A person diagnosed with this condition is not in charge of their own emotions. This is caused by the imbalance of the brain cells that cause the brain to send messages to the wrong part of the body. These brain cells are responsible for the drastic change in the behavior of a patient. This results in a series of tantrums that endanger the life of both the patient and their neighbors (Eyers and Parker, p. 236).
Misconceptions of the disease
The fact that the bipolar decease is a behavioral condition makes the patient vulnerable to negative treatment by society in general. As stated earlier, a patient is not in charge of their actions. The slight exposure to any negative stimulus results in the negative reaction of the patient. Some of the patients have on several occasions endangered the life of a peer or a family member through displaying a series of compulsive behavior. Common reports made concerning patients with these conditions are: throwing of dangerous items, causing tantrums, causing of fires loud outbursts and attempted suicide (Miklowitz, p. 235).
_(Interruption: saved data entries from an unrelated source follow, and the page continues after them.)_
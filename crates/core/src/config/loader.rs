use figment::{
    providers::{Env, Format, Toml},
    Figment,
};
use std::path::Path;

use super::{types::Config, ConfigError};

/// Environment variable prefix for overrides, e.g. `ALBUM_IMPORT_SERVER__PORT=9000`
pub const ENV_PREFIX: &str = "ALBUM_IMPORT_";

/// Load configuration from file with environment variable overrides
pub fn load_config(path: &Path) -> Result<Config, ConfigError> {
    if !path.exists() {
        return Err(ConfigError::FileNotFound(path.display().to_string()));
    }

    let config: Config = Figment::new()
        .merge(Toml::file(path))
        .merge(Env::prefixed(ENV_PREFIX).split("__"))
        .extract()
        .map_err(|e| ConfigError::ParseError(e.to_string()))?;

    Ok(config)
}

/// Load configuration from TOML string (useful for testing)
pub fn load_config_from_str(toml_str: &str) -> Result<Config, ConfigError> {
    toml::from_str(toml_str).map_err(|e| ConfigError::ParseError(e.to_string()))
}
The level of ignorance is high in the society. People do not know the emotional load that comes with dealing with this condition. This causes the society to look down upon patients with this condition without putting themselves in their shoes. One of the misconceptions about the disease is that the disease cannot be controlled. Individuals who are not exposed to this condition assume that the life of a patient is over once they are diagnosed. This leads to discrimination of patients on several occasions leading them to become more vulnerable to their condition (Eyers and Parker, p. 231).
In conclusion, critical illnesses are a source of immense pain for patients and their family members. Apart from this, patients are forced to face an enormous amount of judgment from the society. This situation is not ideal in that this is the time a patient needs utmost support. For the society to reduce their ignorance of chronic illnesses, authorities need to educate individuals so that patients can receive the support they require to get better.
Eyers, Kerrie, and Gordon Parker. Bipolar Ii Disorder: Modelling, Measuring and Managing. Cambridge: Cambridge University Press, 2008. Print.
Miklowitz, David J. Bipolar Disorder: A Family-Focused Treatment Approach. New York: Guilford Press, 2008. Print.
Peacock, Judith. Bipolar Disorder. Minnetonka, MN: Life Matters, 2000. Print.